Photograph of Reyna Montoya in a front of a prickly pear cactus

Reyna was born in Tijuana, Mexico and migrated to Arizona in 2003 fleeing violence. She is an undocumented/DACAmented social entrepreneur, community organizer, educator, and dancer. She is a 2016 Soros Justice Fellow, which enable her to start Aliento. She is also a founding member of the first Teach For America DACA Advisory Board. Reyna holds bachelor degrees in Political Science and Transborder Studies and a Dance minor from Arizona State University; she also holds a M.Ed in Secondary Education from Grand Canyon University. She recently completed an executive education program from the Harvard Kennedy School of Government. She has engaged in local, statewide and national platforms to advance justice for immigrant communities.

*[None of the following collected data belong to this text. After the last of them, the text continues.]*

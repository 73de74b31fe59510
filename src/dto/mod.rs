use std::time::SystemTime;
use time::{OffsetDateTime, format_description::well_known::Rfc3339};

pub mod health;
pub mod results;
pub mod validation;
pub mod ws;

pub(crate) fn format_system_time(time: SystemTime) -> String {
    OffsetDateTime::from(time)
        .format(&Rfc3339)
        .unwrap_or_else(|_| "invalid-timestamp".into())
}
use actix_web::{get, http::header::LOCATION, web, HttpRequest, HttpResponse};
use serde::{Deserialize, Serialize};
use std::sync::Arc;
use tracing::info;

use crate::config::EnvConfig;
use crate::db::database_service::DatabaseService;
use crate::types::error::AppError;
use crate::utils::webutils::{login_redirect, session_user};

/// Self-hosted services behind the reverse proxy: display name and path on the public host.
pub const SERVICES: &[(&str, &str)] = &[
    ("Nextcloud", "/nextcloud"),
    ("Jellyfin", "/jellyfin/"),
    ("GhostLog", "/GhostLog"),
];

#[derive(Serialize, Deserialize, Debug)]
pub struct ServiceLink {
    pub name: String,
    pub url: String,
}

#[derive(Serialize, Deserialize, Debug)]
pub struct ServicesRes {
    pub services: Vec<ServiceLink>,
}

fn public_url(config: &EnvConfig, path: &str) -> Result<String, AppError> {
    let host = config
        .public_hostname
        .as_deref()
        .ok_or_else(|| AppError::Config("HOSTNAME environment variable not set".into()))?;
    Ok(format!("https://{host}{path}"))
}

fn external_redirect(url: String) -> HttpResponse {
    HttpResponse::Found().insert_header((LOCATION, url)).finish()
}

#[get("/services")]
pub async fn services(
    req: HttpRequest,
    db: web::Data<Arc<DatabaseService>>,
    config: web::Data<EnvConfig>,
) -> Result<HttpResponse, AppError> {
    let Some(user) = session_user(&req, &db).await? else {
        return Ok(login_redirect(&req));
    };
    info!("User {} accessed the services page", user.id);

    let links = SERVICES
        .iter()
        .map(|(name, path)| -> Result<ServiceLink, AppError> {
            Ok(ServiceLink { name: name.to_string(), url: public_url(&config, path)? })
        })
        .collect::<Result<Vec<_>, AppError>>()?;

    Ok(HttpResponse::Ok().json(ServicesRes { services: links }))
}

#[get("/services/nextcloud")]
pub async fn nextcloud(
    req: HttpRequest,
    db: web::Data<Arc<DatabaseService>>,
    config: web::Data<EnvConfig>,
) -> Result<HttpResponse, AppError> {
    let Some(user) = session_user(&req, &db).await? else {
        return Ok(login_redirect(&req));
    };
    info!("User {} clicked Nextcloud", user.id);
    Ok(external_redirect(public_url(&config, "/nextcloud")?))
}

#[get("/services/jellyfin")]
pub async fn jellyfin(
    req: HttpRequest,
    db: web::Data<Arc<DatabaseService>>,
    config: web::Data<EnvConfig>,
) -> Result<HttpResponse, AppError> {
    let Some(user) = session_user(&req, &db).await? else {
        return Ok(login_redirect(&req));
    };
    info!("User {} clicked Jellyfin", user.id);
    Ok(external_redirect(public_url(&config, "/jellyfin/")?))
}

// The blog is public; the session only matters for the access log.
#[get("/ghostblog")]
pub async fn ghostblog(
    req: HttpRequest,
    db: web::Data<Arc<DatabaseService>>,
    config: web::Data<EnvConfig>,
) -> Result<HttpResponse, AppError> {
    match session_user(&req, &db).await? {
        Some(user) => info!("User {} clicked GhostLog", user.id),
        None => info!("Anonymous visitor clicked GhostLog"),
    }
    Ok(external_redirect(public_url(&config, "/GhostLog")?))
}
use actix_web::{
    cookie::{time::Duration as CookieDuration, Cookie, SameSite},
    http::header::LOCATION,
    HttpRequest, HttpResponse,
};
use entity::user::Model as UserModel;

use crate::db::{database_service::DatabaseService, session::SESSION_TTL_SECONDS};
use crate::types::{error::AppError, notice::Notice};

pub const SESSION_COOKIE: &str = "sessionid";
pub const NOTICE_COOKIE: &str = "notice";

/// `303 See Other` carrying an optional one-shot notice.
pub fn redirect_with(location: &str, notice: Option<Notice>) -> HttpResponse {
    let mut res = HttpResponse::SeeOther();
    res.insert_header((LOCATION, location));
    if let Some(notice) = notice {
        res.cookie(
            Cookie::build(NOTICE_COOKIE, notice.to_cookie_value())
                .path("/")
                .http_only(true)
                .same_site(SameSite::Lax)
                .finish(),
        );
    }
    res.finish()
}

pub fn session_cookie(token: String) -> Cookie<'static> {
    Cookie::build(SESSION_COOKIE, token)
        .path("/")
        .http_only(true)
        .secure(true)
        .same_site(SameSite::Lax)
        .max_age(CookieDuration::seconds(SESSION_TTL_SECONDS))
        .finish()
}

pub fn removal_cookie(name: &'static str) -> Cookie<'static> {
    let mut cookie = Cookie::build(name, "").path("/").finish();
    cookie.make_removal();
    cookie
}

pub fn session_token(req: &HttpRequest) -> Option<String> {
    req.cookie(SESSION_COOKIE)
        .map(|c| c.value().to_string())
        .filter(|v| !v.is_empty())
}

/// The logged-in user behind the request's session cookie, if any.
pub async fn session_user(req: &HttpRequest, db: &DatabaseService) -> Result<Option<UserModel>, AppError> {
    match session_token(req) {
        Some(token) => db.find_session_user(&token).await,
        None => Ok(None),
    }
}

/// Where anonymous callers of a login-gated path are sent.
pub fn login_redirect(req: &HttpRequest) -> HttpResponse {
    let next = urlencoding::encode(req.path());
    redirect_with(&format!("/login?next={next}"), None)
}

/// Only same-site absolute paths are honoured as post-login targets.
pub fn safe_next(next: Option<&str>) -> &str {
    match next {
        Some(n) if n.starts_with('/') && !n.starts_with("//") && !n.contains('\\') => n,
        _ => "/",
    }
}

#[cfg(test)]
mod tests {
    use super::*;

    #[test]
    fn safe_next_rejects_offsite_targets() {
        assert_eq!(safe_next(Some("/services")), "/services");
        assert_eq!(safe_next(Some("//evil.example")), "/");
        assert_eq!(safe_next(Some("https://evil.example")), "/");
        assert_eq!(safe_next(Some("/\\evil.example")), "/");
        assert_eq!(safe_next(None), "/");
    }

    #[test]
    fn redirect_sets_location_and_notice() {
        let res = redirect_with("/login", Some(Notice::success("ok")));
        assert_eq!(res.status(), actix_web::http::StatusCode::SEE_OTHER);
        assert_eq!(res.headers().get(LOCATION).unwrap(), "/login");
        let cookie = res.cookies().find(|c| c.name() == NOTICE_COOKIE).unwrap();
        assert_eq!(Notice::from_cookie_value(cookie.value()), Some(Notice::success("ok")));
    }
}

In 2013, she was the lead organizer, who prevented an immigration bus of undocumented immigrants from deportation in Phoenix, AZ for the first time in the nation’s history. In the same year, with the help of the community, she stopped her father’s deportation. She was also recognized as 2017 #NBCLatino20 and the Muhammad Ali Center as the 2018 Humanitarian Recipient for Spirituality. She hopes to share her talents and skills with the community to co-create healing spaces, political change, and leadership development of our immigrant youth and migrant families.

Nathalie Guevara

Nathalie Guevara Martinez was born and raised in Phoenix, AZ after her parents immigrated from Mexico. She recently received her Bachelor’s degree in Neuroscience from Pomona College and is also very passionate about the arts. In her studies, she explored the intersection of science and the arts by looking at how our brain responds and heals through art, specifically how music affects the brain, accesses memories, and creates a tool for learning and recovery in Autism Spectrum Disorders. Throughout her time in college, she was a student activist supporting several organizations that focused on language barriers in the healthcare industry, arts accessibility in low-income communities, and coalitions that worked on keeping undocumented families together. In her free time, she likes dancing and going to karaoke (even though she isn’t the best at either, but as Aliento says “courage over talent”). She hopes to continue exploring healing through the arts in her communities here in Arizona and increasing accessibility to these spaces and methods.